RAPTOR: Recursive Abstractive Processing for Tree-Organized Retrieval

AI-generated keywords: Retrieval-augmented language models

AI-generated Key Points

  • Retrieval-augmented language models (LMs) have limitations in understanding overall document context holistically.
  • RAPTOR (Recursive And Progressive Tree Of Retrievals) is a novel approach that addresses this limitation.
  • RAPTOR utilizes text summarization techniques to construct a tree with different levels of summarization from the bottom up.
  • RAPTOR retrieves from this tree at inference time, enabling a more comprehensive understanding of the document context.
  • Controlled experiments show that RAPTOR significantly outperforms existing methods on various tasks, especially when coupled with GPT-4 for complex multi-step reasoning.
  • RAPTOR also outperforms current retrieval augmentation methods when applied to collections of long documents.
  • RAPTOR enhances the relevance and effectiveness of retrieved information by leveraging text summarization techniques at different scales.
  • The code for RAPTOR will be released publicly to facilitate further research and development in this area.
Also access our AI generated: Comprehensive summary, Lay summary, Blog-like article; or ask questions about this paper to our AI assistant.
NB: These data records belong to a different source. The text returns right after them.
use ulid::Ulid;

use crate::limits::*;
use crate::model::*;

use super::EngineError;

pub(crate) fn validate_interval(interval: &Interval) -> Result<(), EngineError> {
    let in_range = |t: Ms| (MIN_VALID_TIMESTAMP_MS..=MAX_VALID_TIMESTAMP_MS).contains(&t);
    if !in_range(interval.from) || interval.until.is_some_and(|u| !in_range(u)) {
        return Err(EngineError::LimitExceeded("timestamp out of range"));
    }
    match interval.until {
        Some(until) if !interval.is_well_formed() => Err(EngineError::InvalidInterval {
            valid_from: interval.from,
            valid_until: until,
        }),
        _ => Ok(()),
    }
}

/// Reject `candidate` if any assignment on the lane intersects it.
/// `exclude` skips the record being replaced by an update.
pub(crate) fn check_no_overlap(
    lane: &ResourceLane,
    candidate: &Interval,
    exclude: Option<Ulid>,
) -> Result<(), EngineError> {
    let hit = lane
        .overlapping(candidate)
        .find(|a| Some(a.id) != exclude);
    match hit {
        Some(existing) => {
            metrics::counter!(crate::observability::ASSIGNMENT_CONFLICTS_TOTAL).increment(1);
            Err(EngineError::Conflict {
                resource_id: lane.resource_id,
                existing: existing.id,
            })
        }
        None => Ok(()),
    }
}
Authors: Parth Sarthi, Salman Abdullah, Aditi Tuli, Shubh Khanna, Anna Goldie, Christopher D. Manning

License: CC BY 4.0

Abstract: Retrieval-augmented language models can better adapt to changes in world state and incorporate long-tail knowledge. However, most existing methods retrieve only short contiguous chunks from a retrieval corpus, limiting holistic understanding of the overall document context. We introduce the novel approach of recursively embedding, clustering, and summarizing chunks of text, constructing a tree with differing levels of summarization from the bottom up. At inference time, our RAPTOR model retrieves from this tree, integrating information across lengthy documents at different levels of abstraction. Controlled experiments show that retrieval with recursive summaries offers significant improvements over traditional retrieval-augmented LMs on several tasks. On question-answering tasks that involve complex, multi-step reasoning, we show state-of-the-art results; for example, by coupling RAPTOR retrieval with the use of GPT-4, we can improve the best performance on the QuALITY benchmark by 20% in absolute accuracy.

Submitted to arXiv on 31 Jan. 2024

Ask questions about this paper to our AI assistant

You can also chat with multiple papers at once here.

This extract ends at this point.